Many, including some House Republicans, have criticized the idea of holding peace talks at Camp David in general. House Republican Caucus Chairperson Rep. Liz Cheney tweeted on Sunday, "Camp David is where America’s leaders met to plan our response after al Qaeda, supported by the Taliban, killed 3000 Americans on 9/11. No member of the Taliban should set foot there. Ever."

Pompeo said he appreciated Cheney's view, but "in the end, if you're going to negotiate peace, you often have to deal with some pretty bad actors."

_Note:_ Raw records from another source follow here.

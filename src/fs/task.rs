use std::collections::BTreeMap;
use std::fs;
use std::path::{Path, PathBuf};

use crate::fs::parser::{generate_task_md, parse_task_md};
use crate::models::Task;

/// 任务在磁盘上的表示（一个 markdown 文件）
#[derive(Debug, Clone, PartialEq, Eq)]
pub struct TaskEntity {
    pub id: String,
    pub title: String,
    pub description: Option<String>,
    pub due_date: Option<i64>,
    /// unix 秒
    pub created_at: i64,
    /// unix 秒
    pub updated_at: i64,
}

impl TaskEntity {
    /// Build the entity to write for `task`, keeping the creation time of an
    /// already stored version when there is one.
    pub fn from_task(task: Task, existing: Option<&TaskEntity>, now: i64) -> Self {
        Self {
            created_at: existing.map(|e| e.created_at).unwrap_or(now),
            updated_at: now,
            id: task.id,
            title: single_line_title(task.title),
            description: task.description.filter(|d| !d.is_empty()),
            due_date: task.due_date,
        }
    }

    pub fn to_markdown(&self) -> String {
        let mut metadata = BTreeMap::new();
        metadata.insert("id".to_string(), self.id.clone());
        metadata.insert("created".to_string(), self.created_at.to_string());
        metadata.insert("updated".to_string(), self.updated_at.to_string());
        if let Some(due) = self.due_date {
            metadata.insert("due".to_string(), due.to_string());
        }

        generate_task_md(
            &self.title,
            &metadata,
            self.description.as_deref().unwrap_or_default(),
        )
    }

    pub fn from_markdown(content: &str) -> Result<Self, String> {
        let parsed = parse_task_md(content)?;

        let id = parsed
            .metadata
            .get("id")
            .cloned()
            .ok_or_else(|| "Task file missing 'id' field".to_string())?;

        let parse_number = |key: &str| -> Result<Option<i64>, String> {
            parsed
                .metadata
                .get(key)
                .map(|v| v.parse::<i64>().map_err(|e| format!("Invalid '{}' value {:?}: {}", key, v, e)))
                .transpose()
        };

        let due_date = parse_number("due")?;
        let created_at = parse_number("created")?.unwrap_or(0);
        let updated_at = parse_number("updated")?.unwrap_or(created_at);

        Ok(Self {
            id,
            title: parsed.title,
            description: Some(parsed.content).filter(|c| !c.is_empty()),
            due_date,
            created_at,
            updated_at,
        })
    }
}

/// 标题写在 `# ` 行上，换行会破坏文件结构，所以折叠成空格
fn single_line_title(title: String) -> String {
    if !title.contains(['\n', '\r']) {
        return title;
    }
    title
        .split(['\n', '\r'])
        .filter(|part| !part.trim().is_empty())
        .collect::<Vec<_>>()
        .join(" ")
}

impl From<TaskEntity> for Task {
    fn from(entity: TaskEntity) -> Self {
        Task {
            id: entity.id,
            title: entity.title,
            description: entity.description,
            due_date: entity.due_date,
        }
    }
}

/// 任务 id 直接作为文件名，只允许安全的字符
pub fn is_valid_task_id(id: &str) -> bool {
    !id.is_empty()
        && id.len() <= 128
        && id
            .chars()
            .all(|c| c.is_ascii_alphanumeric() || c == '-' || c == '_')
}

pub fn task_file_path(tasks_dir: &Path, id: &str) -> PathBuf {
    tasks_dir.join(format!("{}.md", id))
}

/// Load a single task by id. `Ok(None)` when no file exists for it.
pub fn load_task(tasks_dir: &Path, id: &str) -> Result<Option<TaskEntity>, String> {
    let path = task_file_path(tasks_dir, id);

    if !path.exists() {
        return Ok(None);
    }

    let content = fs::read_to_string(&path).map_err(|e| e.to_string())?;
    let entity = TaskEntity::from_markdown(&content)
        .map_err(|e| format!("{}: {}", path.display(), e))?;

    if entity.id != id {
        return Err(format!(
            "{}: id field {:?} does not match file name",
            path.display(),
            entity.id
        ));
    }

    Ok(Some(entity))
}

/// 从任务目录加载所有任务，解析失败的文件跳过
pub fn load_all_tasks(tasks_dir: &Path) -> Result<Vec<TaskEntity>, String> {
    if !tasks_dir.exists() {
        return Ok(Vec::new());
    }

    let mut tasks = Vec::new();

    for entry in fs::read_dir(tasks_dir).map_err(|e| e.to_string())? {
        let entry = entry.map_err(|e| e.to_string())?;
        let path = entry.path();

        if path.extension().and_then(|s| s.to_str()) != Some("md") {
            continue;
        }

        match fs::read_to_string(&path)
            .map_err(|e| e.to_string())
            .and_then(|content| TaskEntity::from_markdown(&content))
        {
            Ok(entity) => tasks.push(entity),
            Err(e) => tracing::warn!(path = %path.display(), error = %e, "skipping unreadable task file"),
        }
    }

    Ok(tasks)
}

/// 写入 `<tasks_dir>/<id>.md`（先写临时文件再重命名）
pub fn save_task(tasks_dir: &Path, entity: &TaskEntity) -> Result<PathBuf, String> {
    if !tasks_dir.exists() {
        fs::create_dir_all(tasks_dir).map_err(|e| e.to_string())?;
    }

    let file_path = task_file_path(tasks_dir, &entity.id);
    let tmp_path = file_path.with_extension("md.tmp");

    fs::write(&tmp_path, entity.to_markdown()).map_err(|e| e.to_string())?;
    fs::rename(&tmp_path, &file_path).map_err(|e| e.to_string())?;

    Ok(file_path)
}

/// Delete a task file. Returns `Ok(false)` when there was nothing to delete.
pub fn delete_task(tasks_dir: &Path, id: &str) -> Result<bool, String> {
    let path = task_file_path(tasks_dir, id);

    match fs::remove_file(&path) {
        Ok(()) => Ok(true),
        Err(e) if e.kind() == std::io::ErrorKind::NotFound => Ok(false),
        Err(e) => Err(e.to_string()),
    }
}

The U.S. had been negotiating with the Taliban and the Afghan government to reach an agreement that could have resulted in U.S. troops leaving the country after almost 18 years of war.

When Stephanopoulos asked if the efforts of chief U.S. negotiator Zalmay Khalilzad were dead given the president’s tweets, Pompeo said, "he’s coming home for now."

During his appearance on "This Week," Pompeo was also asked about Iran’s recent move further away from the terms of the 2015 nuclear deal on Friday.

"What I predicted all along is if we stayed in the Iran nuclear deal, that we were guaranteeing the ayatollah a pathway towards a nuclear weapons system," Pompeo said, criticizing the Obama administration deal. "It's why we broke away from the deal. It's why we have now made Iran's economy a shambles."

The administration thinks the Iranian economy could shrink by 10 to 12% in the next year, he said, adding that, "It denies their capability to work on their missile program."

Stephanopoulos interjected, "Isn't that what they're doing now?"

Pompeo responded, "The terror attacks around the world increased under the JCPOA, George," referring to the Iranian nuclear deal by its formal acronym. Because of the sanctions, he said, Hezbollah and Shia militias are "struggling for resources."

He also said that Trump wants to negotiate with the Iranian government and meet with Iranian President Hassan Rouhani. But whether they will meet is up to Ayatollah Ali Khamenei who, Pompeo said, will "make the decision about the direction he wants to take his country."

The Iranian government is set to start work on centrifuges that would enrich uranium faster, according to reports from the state-run news agency on Friday. It's the most recent challenge of the terms of the nuclear deal.

The Trump administration withdrew the U.S. from the deal last May.